▶ _Activity_:
Go through each line of the entries below and tally those containing the string "stars"; give only the total.

▶ _Records for this exercise_:
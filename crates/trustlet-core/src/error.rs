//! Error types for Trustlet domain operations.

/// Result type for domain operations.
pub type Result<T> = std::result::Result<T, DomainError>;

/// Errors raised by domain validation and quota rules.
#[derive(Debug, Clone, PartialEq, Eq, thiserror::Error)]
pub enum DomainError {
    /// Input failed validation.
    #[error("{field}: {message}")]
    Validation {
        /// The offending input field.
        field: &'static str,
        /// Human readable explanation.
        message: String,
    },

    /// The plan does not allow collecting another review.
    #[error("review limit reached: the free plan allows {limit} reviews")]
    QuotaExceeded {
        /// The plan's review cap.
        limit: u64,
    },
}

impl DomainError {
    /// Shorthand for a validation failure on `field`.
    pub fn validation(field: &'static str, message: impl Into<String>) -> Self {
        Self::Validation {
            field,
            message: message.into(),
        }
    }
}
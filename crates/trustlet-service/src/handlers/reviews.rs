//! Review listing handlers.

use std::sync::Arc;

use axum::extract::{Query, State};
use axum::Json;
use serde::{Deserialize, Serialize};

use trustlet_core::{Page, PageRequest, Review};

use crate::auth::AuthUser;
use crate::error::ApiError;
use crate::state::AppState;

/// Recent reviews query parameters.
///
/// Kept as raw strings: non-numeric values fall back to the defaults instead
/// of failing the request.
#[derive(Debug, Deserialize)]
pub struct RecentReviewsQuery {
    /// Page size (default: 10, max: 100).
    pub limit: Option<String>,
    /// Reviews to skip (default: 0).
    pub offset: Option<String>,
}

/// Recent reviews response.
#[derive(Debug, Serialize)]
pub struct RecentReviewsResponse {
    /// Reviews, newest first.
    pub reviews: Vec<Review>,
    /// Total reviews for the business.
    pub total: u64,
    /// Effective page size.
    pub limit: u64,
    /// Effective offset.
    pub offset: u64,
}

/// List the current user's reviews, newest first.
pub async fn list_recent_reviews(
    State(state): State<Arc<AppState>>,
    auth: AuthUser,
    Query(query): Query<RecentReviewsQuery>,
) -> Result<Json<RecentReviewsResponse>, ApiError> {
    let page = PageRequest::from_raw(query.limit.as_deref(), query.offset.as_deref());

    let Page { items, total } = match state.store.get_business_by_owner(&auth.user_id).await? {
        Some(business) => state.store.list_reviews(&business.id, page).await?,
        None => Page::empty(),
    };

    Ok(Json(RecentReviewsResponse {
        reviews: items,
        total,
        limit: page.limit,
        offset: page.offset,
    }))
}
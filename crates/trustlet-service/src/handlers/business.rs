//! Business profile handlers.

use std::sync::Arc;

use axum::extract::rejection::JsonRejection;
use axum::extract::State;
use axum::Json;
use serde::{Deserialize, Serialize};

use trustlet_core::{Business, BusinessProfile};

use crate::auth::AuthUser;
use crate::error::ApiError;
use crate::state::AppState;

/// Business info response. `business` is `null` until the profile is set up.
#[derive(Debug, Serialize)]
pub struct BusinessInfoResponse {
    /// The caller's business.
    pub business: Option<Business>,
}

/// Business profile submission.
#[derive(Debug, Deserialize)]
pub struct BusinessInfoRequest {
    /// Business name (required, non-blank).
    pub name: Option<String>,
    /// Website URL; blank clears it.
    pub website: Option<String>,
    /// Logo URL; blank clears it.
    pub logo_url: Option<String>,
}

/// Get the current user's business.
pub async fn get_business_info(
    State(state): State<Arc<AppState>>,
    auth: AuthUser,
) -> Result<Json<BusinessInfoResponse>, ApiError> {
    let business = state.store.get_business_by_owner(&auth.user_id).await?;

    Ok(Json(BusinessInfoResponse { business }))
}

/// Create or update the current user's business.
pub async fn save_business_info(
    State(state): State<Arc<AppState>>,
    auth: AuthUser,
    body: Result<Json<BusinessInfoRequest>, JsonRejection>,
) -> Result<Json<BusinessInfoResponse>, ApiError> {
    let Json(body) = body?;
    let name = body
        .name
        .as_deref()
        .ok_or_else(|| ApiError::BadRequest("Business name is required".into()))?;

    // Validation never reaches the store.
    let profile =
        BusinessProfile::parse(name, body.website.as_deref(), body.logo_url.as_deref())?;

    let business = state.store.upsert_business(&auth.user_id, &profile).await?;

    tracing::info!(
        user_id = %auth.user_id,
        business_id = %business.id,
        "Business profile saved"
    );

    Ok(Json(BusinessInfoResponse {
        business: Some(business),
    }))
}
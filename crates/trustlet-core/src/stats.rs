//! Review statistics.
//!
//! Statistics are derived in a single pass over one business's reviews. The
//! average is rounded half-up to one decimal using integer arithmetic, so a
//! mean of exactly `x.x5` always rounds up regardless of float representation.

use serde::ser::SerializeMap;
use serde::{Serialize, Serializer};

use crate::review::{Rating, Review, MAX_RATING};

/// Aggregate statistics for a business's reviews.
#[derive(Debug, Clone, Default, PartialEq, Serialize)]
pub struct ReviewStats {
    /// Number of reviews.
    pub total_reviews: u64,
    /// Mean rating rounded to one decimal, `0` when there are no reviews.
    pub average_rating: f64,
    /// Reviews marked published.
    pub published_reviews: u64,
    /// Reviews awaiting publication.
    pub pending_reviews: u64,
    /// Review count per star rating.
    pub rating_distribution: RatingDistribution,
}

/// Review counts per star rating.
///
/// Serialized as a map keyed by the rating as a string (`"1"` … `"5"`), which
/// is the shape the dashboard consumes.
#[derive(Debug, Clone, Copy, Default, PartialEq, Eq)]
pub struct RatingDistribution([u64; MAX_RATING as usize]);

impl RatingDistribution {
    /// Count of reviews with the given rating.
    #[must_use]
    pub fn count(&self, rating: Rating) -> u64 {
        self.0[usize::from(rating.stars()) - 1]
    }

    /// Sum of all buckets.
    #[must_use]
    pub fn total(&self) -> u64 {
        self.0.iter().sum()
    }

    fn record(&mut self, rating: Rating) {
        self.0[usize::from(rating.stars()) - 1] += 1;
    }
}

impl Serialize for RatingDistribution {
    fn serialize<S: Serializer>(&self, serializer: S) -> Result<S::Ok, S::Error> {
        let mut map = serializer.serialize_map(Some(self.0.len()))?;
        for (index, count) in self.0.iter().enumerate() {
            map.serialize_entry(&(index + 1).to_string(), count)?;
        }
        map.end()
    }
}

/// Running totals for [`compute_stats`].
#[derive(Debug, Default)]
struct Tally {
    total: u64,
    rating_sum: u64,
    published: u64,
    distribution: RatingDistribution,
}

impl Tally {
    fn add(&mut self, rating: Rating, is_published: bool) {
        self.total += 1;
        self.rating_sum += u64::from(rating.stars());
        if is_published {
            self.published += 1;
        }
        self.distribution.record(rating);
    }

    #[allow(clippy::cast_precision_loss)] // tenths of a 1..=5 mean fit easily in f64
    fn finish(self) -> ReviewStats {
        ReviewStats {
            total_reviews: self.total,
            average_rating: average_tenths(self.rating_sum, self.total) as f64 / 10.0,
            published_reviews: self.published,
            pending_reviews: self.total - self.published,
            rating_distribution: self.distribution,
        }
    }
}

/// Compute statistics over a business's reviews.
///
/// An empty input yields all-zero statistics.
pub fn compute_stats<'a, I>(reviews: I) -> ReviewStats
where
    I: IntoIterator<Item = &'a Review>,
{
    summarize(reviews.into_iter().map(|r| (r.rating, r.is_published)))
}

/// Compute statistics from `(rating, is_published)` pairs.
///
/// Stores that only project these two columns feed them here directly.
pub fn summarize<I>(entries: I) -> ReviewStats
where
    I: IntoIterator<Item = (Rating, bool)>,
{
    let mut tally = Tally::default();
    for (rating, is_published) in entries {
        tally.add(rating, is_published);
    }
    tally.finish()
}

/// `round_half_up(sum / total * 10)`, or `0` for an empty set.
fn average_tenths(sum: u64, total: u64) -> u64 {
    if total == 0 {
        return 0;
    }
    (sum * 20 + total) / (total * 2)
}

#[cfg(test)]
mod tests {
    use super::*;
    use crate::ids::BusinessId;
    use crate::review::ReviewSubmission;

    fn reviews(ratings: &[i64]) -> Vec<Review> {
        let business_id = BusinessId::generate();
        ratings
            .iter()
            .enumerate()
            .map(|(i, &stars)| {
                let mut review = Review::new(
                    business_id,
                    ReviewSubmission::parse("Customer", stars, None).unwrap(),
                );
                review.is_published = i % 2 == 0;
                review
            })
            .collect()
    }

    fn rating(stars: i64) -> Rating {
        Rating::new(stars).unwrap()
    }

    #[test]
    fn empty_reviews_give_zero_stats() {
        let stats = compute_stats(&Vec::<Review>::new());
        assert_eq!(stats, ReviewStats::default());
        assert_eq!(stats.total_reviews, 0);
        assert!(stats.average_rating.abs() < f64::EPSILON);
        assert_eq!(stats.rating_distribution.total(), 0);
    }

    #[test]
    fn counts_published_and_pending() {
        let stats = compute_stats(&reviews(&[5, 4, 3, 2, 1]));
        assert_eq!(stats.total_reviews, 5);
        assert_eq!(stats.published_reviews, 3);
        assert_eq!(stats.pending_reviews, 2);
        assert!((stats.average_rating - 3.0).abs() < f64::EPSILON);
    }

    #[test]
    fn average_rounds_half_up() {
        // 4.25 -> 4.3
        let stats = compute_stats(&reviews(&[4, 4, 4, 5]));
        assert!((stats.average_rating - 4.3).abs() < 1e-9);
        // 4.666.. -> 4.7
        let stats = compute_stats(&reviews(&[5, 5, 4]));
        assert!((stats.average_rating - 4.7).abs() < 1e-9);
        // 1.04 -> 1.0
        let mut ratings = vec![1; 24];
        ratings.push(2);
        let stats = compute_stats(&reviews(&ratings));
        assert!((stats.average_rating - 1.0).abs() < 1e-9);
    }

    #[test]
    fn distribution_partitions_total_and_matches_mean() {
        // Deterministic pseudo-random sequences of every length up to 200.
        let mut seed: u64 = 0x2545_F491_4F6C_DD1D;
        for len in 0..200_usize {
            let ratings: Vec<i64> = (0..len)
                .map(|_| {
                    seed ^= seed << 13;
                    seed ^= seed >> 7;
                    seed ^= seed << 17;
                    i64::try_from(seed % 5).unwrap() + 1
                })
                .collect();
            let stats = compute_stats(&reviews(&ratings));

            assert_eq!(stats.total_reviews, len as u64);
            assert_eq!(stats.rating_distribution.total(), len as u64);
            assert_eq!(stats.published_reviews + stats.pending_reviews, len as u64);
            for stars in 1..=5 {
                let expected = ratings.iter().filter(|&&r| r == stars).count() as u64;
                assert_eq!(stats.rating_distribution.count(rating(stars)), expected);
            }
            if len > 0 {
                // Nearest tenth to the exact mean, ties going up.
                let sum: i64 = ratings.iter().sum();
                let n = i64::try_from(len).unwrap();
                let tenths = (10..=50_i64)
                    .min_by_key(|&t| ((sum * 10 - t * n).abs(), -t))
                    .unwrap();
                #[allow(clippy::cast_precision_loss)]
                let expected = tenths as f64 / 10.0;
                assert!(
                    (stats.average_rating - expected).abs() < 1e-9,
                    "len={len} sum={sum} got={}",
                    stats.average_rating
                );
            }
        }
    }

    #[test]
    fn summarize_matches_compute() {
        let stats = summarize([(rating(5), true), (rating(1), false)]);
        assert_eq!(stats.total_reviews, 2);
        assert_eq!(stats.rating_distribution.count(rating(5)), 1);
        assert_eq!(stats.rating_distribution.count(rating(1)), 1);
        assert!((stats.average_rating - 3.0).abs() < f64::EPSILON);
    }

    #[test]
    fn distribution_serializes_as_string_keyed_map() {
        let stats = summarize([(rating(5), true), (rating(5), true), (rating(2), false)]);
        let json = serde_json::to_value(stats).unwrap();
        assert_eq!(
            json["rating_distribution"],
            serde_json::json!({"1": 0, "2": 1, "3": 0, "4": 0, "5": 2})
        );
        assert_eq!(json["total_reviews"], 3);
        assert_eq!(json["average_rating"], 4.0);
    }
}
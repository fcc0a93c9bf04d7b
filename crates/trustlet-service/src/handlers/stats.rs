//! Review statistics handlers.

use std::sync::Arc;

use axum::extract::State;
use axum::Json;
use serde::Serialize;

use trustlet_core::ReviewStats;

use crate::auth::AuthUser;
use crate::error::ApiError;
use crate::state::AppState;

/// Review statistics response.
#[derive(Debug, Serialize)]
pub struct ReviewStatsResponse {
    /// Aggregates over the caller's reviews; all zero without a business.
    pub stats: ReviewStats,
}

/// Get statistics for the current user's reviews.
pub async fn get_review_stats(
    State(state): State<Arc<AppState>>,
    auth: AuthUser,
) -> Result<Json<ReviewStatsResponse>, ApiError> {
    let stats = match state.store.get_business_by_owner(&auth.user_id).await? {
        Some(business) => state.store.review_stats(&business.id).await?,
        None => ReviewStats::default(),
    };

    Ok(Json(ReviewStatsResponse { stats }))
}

▶ _Response below_:
10